Pineapples are not grown from seed. The important commercial cultivars such as ‘Smooth Cayenne’ from Hawaii and ‘Red Spanish’ from the West Indies are self-sterile – the inconspicuous flowers are not capable of fertilizing their own eggs. Unless different cultivars are grown near each other (an unlikely occurrence in commercial plantations), the resulting fruits are seedless (parthenocarpic). Pineapples are readily reproduced by vegetative propagation, using crowns, slips, or suckers. The crown is the vegetative shoot on top of the fruit, and new plants take 2 years to produce fruit. Slips are side shoots from just below the fruit. Plants from slips take 20 months to produce fruit. Suckers are side shoots that develop from the main stem at ground level, and take 17 months to produce fruit.
Each plant that is propagated produces one fruit at the top of its stem. This high quality fruit is called the “plant” crop. After the fruit is harvested, several suckers develop and one year later produce the “ratoon” crop. The fruits are smaller and of lesser quality. A second ratoon crop can develop after the first crop is harvested. After that, the field is dug up and replanted.

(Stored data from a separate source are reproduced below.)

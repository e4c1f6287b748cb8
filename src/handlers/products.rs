use crate::{
    auth::AuthUser,
    services::products::{CreateProductRequest, ProductResponse, UpdateProductRequest},
    ApiResponse, AppState,
};
use axum::{
    extract::{Path, State},
    routing::get,
    Json, Router,
};
use uuid::Uuid;

pub fn routes() -> Router<AppState> {
    Router::new()
        .route("/products", get(list_products).post(create_product))
        .route(
            "/products/:id",
            get(get_product).patch(update_product).delete(delete_product),
        )
}

#[utoipa::path(
    get,
    path = "/api/v1/products",
    responses((status = 200, description = "Product catalog", body = [ProductResponse])),
    tag = "products"
)]
pub async fn list_products(
    State(state): State<AppState>,
    _user: AuthUser,
) -> crate::ApiResult<Vec<ProductResponse>> {
    let products = state.services.products.list_products().await?;
    Ok(Json(ApiResponse::success(products)))
}

#[utoipa::path(
    get,
    path = "/api/v1/products/{id}",
    responses(
        (status = 200, description = "Product detail", body = ProductResponse),
        (status = 404, description = "Unknown product", body = crate::errors::ErrorResponse)
    ),
    tag = "products"
)]
pub async fn get_product(
    State(state): State<AppState>,
    _user: AuthUser,
    Path(id): Path<Uuid>,
) -> crate::ApiResult<ProductResponse> {
    let product = state.services.products.get_product(id).await?;
    Ok(Json(ApiResponse::success(product)))
}

#[utoipa::path(
    post,
    path = "/api/v1/products",
    request_body = CreateProductRequest,
    responses(
        (status = 200, description = "Product created", body = ProductResponse),
        (status = 403, description = "Manager role required", body = crate::errors::ErrorResponse)
    ),
    tag = "products"
)]
pub async fn create_product(
    State(state): State<AppState>,
    user: AuthUser,
    Json(request): Json<CreateProductRequest>,
) -> crate::ApiResult<ProductResponse> {
    user.require_manager()?;
    let product = state.services.products.create_product(request).await?;
    Ok(Json(ApiResponse::success(product)))
}

#[utoipa::path(
    patch,
    path = "/api/v1/products/{id}",
    request_body = UpdateProductRequest,
    responses(
        (status = 200, description = "Product updated", body = ProductResponse),
        (status = 403, description = "Manager role required", body = crate::errors::ErrorResponse)
    ),
    tag = "products"
)]
pub async fn update_product(
    State(state): State<AppState>,
    user: AuthUser,
    Path(id): Path<Uuid>,
    Json(request): Json<UpdateProductRequest>,
) -> crate::ApiResult<ProductResponse> {
    user.require_manager()?;
    let product = state.services.products.update_product(id, request).await?;
    Ok(Json(ApiResponse::success(product)))
}

#[utoipa::path(
    delete,
    path = "/api/v1/products/{id}",
    responses(
        (status = 200, description = "Product deleted"),
        (status = 403, description = "Manager role required", body = crate::errors::ErrorResponse)
    ),
    tag = "products"
)]
pub async fn delete_product(
    State(state): State<AppState>,
    user: AuthUser,
    Path(id): Path<Uuid>,
) -> crate::ApiResult<()> {
    user.require_manager()?;
    state.services.products.delete_product(id).await?;
    Ok(Json(ApiResponse::success(())))
}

Pineapple fruit quality is at its best only if the fruit matures on the plant. They do not become sweeter if harvested earlier since there are no starch reserves to be converted to sugar. The sugar content must come from the rest of the plant.
Pineapples are 15% sugar along with malic and citric acids. In areas near where it is grown, a pineapple wine is fermented. It does not store well so it is rarely seen outside of the tropics. Pineapples also contain bromelain, a protein digesting and milk-clotting enzyme similar to pepsin. Bromelain is used commercially to tenderize meat and chill-proof beer. The bromelain may account for the belief that pineapples are good for our digestion.